En su rostro se aprecian huellas de tierra o de polvo. No sonríe, aunque en su mirada trastocada, pero serena, queda algo de brillo.

El hombre que lo graba le pregunta si tiene hambre. El niño, que no aparenta más de 6 años, contesta que sí. El camarógrafo prosigue la conversación: “¿Cuántos días hace que no comes?”. El menor responde que dos.Cuando el pequeño expresa su desesperación por un pedazo de pan, que no ha probado “en mucho tiempo” porque su familia no le queda más remedio que comer hierba, al hombre sólo le sale contestar “Allahu Akbar” o Dios es grande.Lo anterior no forma parte de una historia de ficción. El intercambio está contenido en un video que se ha vuelto viral  y que muestra la gravedad del conflicto con  Siria.

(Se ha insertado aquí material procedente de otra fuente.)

use crate::app::rendering::raster::{fill_rect, outline_rect, PixelRect};
use crate::app::rendering::text::{draw_text, line_height_px, text_width_px};
use crate::app::LoopMetricsSnapshot;

const TEXT_SCALE: i32 = 2;
const OVERLAY_PADDING: i32 = 6 * TEXT_SCALE;
const OVERLAY_PANEL_INSET_X: i32 = 4 * TEXT_SCALE;
const OVERLAY_PANEL_INSET_Y: i32 = 3 * TEXT_SCALE;
const OVERLAY_TEXT_PRIMARY_COLOR: [u8; 4] = [244, 248, 252, 255];
const OVERLAY_TEXT_DIM_COLOR: [u8; 4] = [176, 198, 220, 255];
const OVERLAY_PANEL_BG_COLOR: [u8; 4] = [10, 12, 16, 210];
const OVERLAY_PANEL_BORDER_COLOR: [u8; 4] = [92, 106, 126, 255];
const PAUSE_TEXT_SCALE: i32 = 6;
const PAUSE_SHADE_COLOR: [u8; 4] = [0, 0, 0, 120];
const PAUSE_TEXT: &str = "PAUSED";
const PERF_SECTION_LABEL: &str = "Perf";
const SCENE_SECTION_LABEL: &str = "Scene";

#[derive(Debug, Clone)]
pub(crate) struct OverlayData {
    pub metrics: LoopMetricsSnapshot,
    pub render_fps_cap: Option<u32>,
    pub slow_frame_delay_ms: u64,
    pub paused: bool,
    pub scene_lines: Vec<String>,
}

pub(crate) fn draw_overlay(frame: &mut [u8], width: u32, height: u32, data: &OverlayData) {
    if width == 0 || height == 0 {
        return;
    }

    let lines = build_overlay_lines(data);
    let longest_line_px = lines
        .iter()
        .map(|line| text_width_px(line, TEXT_SCALE))
        .max()
        .unwrap_or(0);
    let panel = PixelRect {
        left: OVERLAY_PADDING - OVERLAY_PANEL_INSET_X,
        top: OVERLAY_PADDING - OVERLAY_PANEL_INSET_Y,
        width: longest_line_px + OVERLAY_PANEL_INSET_X * 2,
        height: lines.len() as i32 * line_height_px(TEXT_SCALE) + OVERLAY_PANEL_INSET_Y * 2,
    };
    fill_rect(frame, width, height, panel, OVERLAY_PANEL_BG_COLOR);
    outline_rect(frame, width, height, panel, OVERLAY_PANEL_BORDER_COLOR);

    let mut y = OVERLAY_PADDING;
    for line in &lines {
        let color = overlay_line_color(line);
        draw_text(
            frame,
            width,
            height,
            OVERLAY_PADDING,
            y,
            line,
            color,
            TEXT_SCALE,
        );
        y += line_height_px(TEXT_SCALE);
    }
}

/// Dims the whole frame and centres a pause caption over it.
pub(crate) fn draw_pause_banner(frame: &mut [u8], width: u32, height: u32) {
    let screen = PixelRect {
        left: 0,
        top: 0,
        width: width as i32,
        height: height as i32,
    };
    fill_rect(frame, width, height, screen, PAUSE_SHADE_COLOR);
    let text_width = text_width_px(PAUSE_TEXT, PAUSE_TEXT_SCALE);
    let x = (width as i32 - text_width) / 2;
    let y = (height as i32 - line_height_px(PAUSE_TEXT_SCALE)) / 2;
    draw_text(
        frame,
        width,
        height,
        x,
        y,
        PAUSE_TEXT,
        OVERLAY_TEXT_PRIMARY_COLOR,
        PAUSE_TEXT_SCALE,
    );
}

fn build_overlay_lines(data: &OverlayData) -> Vec<String> {
    let mut lines = vec![
        PERF_SECTION_LABEL.to_string(),
        format_fps_line(
            data.metrics.fps,
            data.render_fps_cap,
            data.slow_frame_delay_ms,
        ),
        format!("TPS: {:.1}", data.metrics.tps),
        format!(
            "Frame: {:.2} ms (max {:.1})",
            data.metrics.frame_time_ms, data.metrics.worst_frame_time_ms
        ),
    ];
    if data.metrics.dropped_backlog_ms > 0.0 {
        lines.push(format!("Dropped: {:.0} ms", data.metrics.dropped_backlog_ms));
    }
    if data.paused {
        lines.push("Sim: paused".to_string());
    }
    if !data.scene_lines.is_empty() {
        lines.push(String::new());
        lines.push(SCENE_SECTION_LABEL.to_string());
        lines.extend(data.scene_lines.iter().cloned());
    }
    lines
}

fn overlay_line_color(line: &str) -> [u8; 4] {
    if line == PERF_SECTION_LABEL || line == SCENE_SECTION_LABEL {
        OVERLAY_TEXT_PRIMARY_COLOR
    } else {
        OVERLAY_TEXT_DIM_COLOR
    }
}

fn format_fps_line(current_fps: f32, cap: Option<u32>, slow_frame_delay_ms: u64) -> String {
    let cap_text = match cap {
        Some(value) => value.to_string(),
        None => "off".to_string(),
    };
    if slow_frame_delay_ms > 0 {
        format!("FPS: {current_fps:.1} (cap {cap_text}, slow {slow_frame_delay_ms} ms)")
    } else {
        format!("FPS: {current_fps:.1} (cap {cap_text})")
    }
}

#[cfg(test)]
mod tests {
    use super::*;

    fn data() -> OverlayData {
        OverlayData {
            metrics: LoopMetricsSnapshot {
                fps: 59.94,
                tps: 60.0,
                frame_time_ms: 16.7,
                worst_frame_time_ms: 21.0,
                dropped_backlog_ms: 0.0,
            },
            render_fps_cap: None,
            slow_frame_delay_ms: 0,
            paused: false,
            scene_lines: Vec::new(),
        }
    }

    #[test]
    fn fps_line_formats_cap_and_slow_delay() {
        assert_eq!(format_fps_line(59.94, None, 0), "FPS: 59.9 (cap off)");
        assert_eq!(
            format_fps_line(30.0, Some(60), 12),
            "FPS: 30.0 (cap 60, slow 12 ms)"
        );
    }

    #[test]
    fn scene_section_only_present_with_scene_lines() {
        let lines = build_overlay_lines(&data());
        assert!(!lines.iter().any(|line| line == SCENE_SECTION_LABEL));

        let mut with_scene = data();
        with_scene.scene_lines = vec!["pos: 10,20".to_string()];
        let lines = build_overlay_lines(&with_scene);
        assert_eq!(lines[lines.len() - 2], SCENE_SECTION_LABEL);
        assert_eq!(lines[lines.len() - 1], "pos: 10,20");
    }

    #[test]
    fn dropped_backlog_and_pause_get_their_own_lines() {
        let mut busy = data();
        busy.metrics.dropped_backlog_ms = 120.0;
        busy.paused = true;
        let lines = build_overlay_lines(&busy);
        assert!(lines.contains(&"Dropped: 120 ms".to_string()));
        assert!(lines.contains(&"Sim: paused".to_string()));
    }

    #[test]
    fn draw_overlay_writes_backing_plate_pixels() {
        let (width, height) = (200u32, 200u32);
        let mut frame = vec![0u8; (width * height * 4) as usize];
        draw_overlay(&mut frame, width, height, &data());

        let panel_left = (OVERLAY_PADDING - OVERLAY_PANEL_INSET_X) as u32;
        let panel_top = (OVERLAY_PADDING - OVERLAY_PANEL_INSET_Y) as u32;
        let offset = ((panel_top + 1) * width + panel_left + 1) as usize * 4;
        assert_eq!(frame[offset + 3], 255);
        assert!(frame[offset] > 0);
    }

    #[test]
    fn tiny_viewports_never_panic() {
        for (width, height) in [(0u32, 0u32), (1, 1), (3, 2)] {
            let mut frame = vec![0u8; (width * height * 4) as usize];
            draw_overlay(&mut frame, width, height, &data());
            draw_pause_banner(&mut frame, width, height);
        }
    }
}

Se cree que las imágenes fueron grabadas en la ciudad de Aleppo, aunque se desconoce la identidad de los protagonistas. En un país donde más de la mitad del territorio está en manos del Estado Islámico (ISIS) esta realidad es la de todos los días.

En las últimas semanas, el Ejército del presidente Bachar al Asad ha decaído ante el avance de los rebeldes- de diversa ideología- en varias zonas. Las principales víctimas de estas batallas son menores como los de este video.Datos suministrados por las Naciones Unidas (ONU) el año pasado revelan que más de 150,000 personas  han muerto desde el inicio de la guerra en Siria. Mientras 6.5 millones de personas han sido desplazadas y 2.6 millones habían huido del país, hacia estados vecinos, como Líbano, Jordania y  Turquía. Muchos de éstos son niños.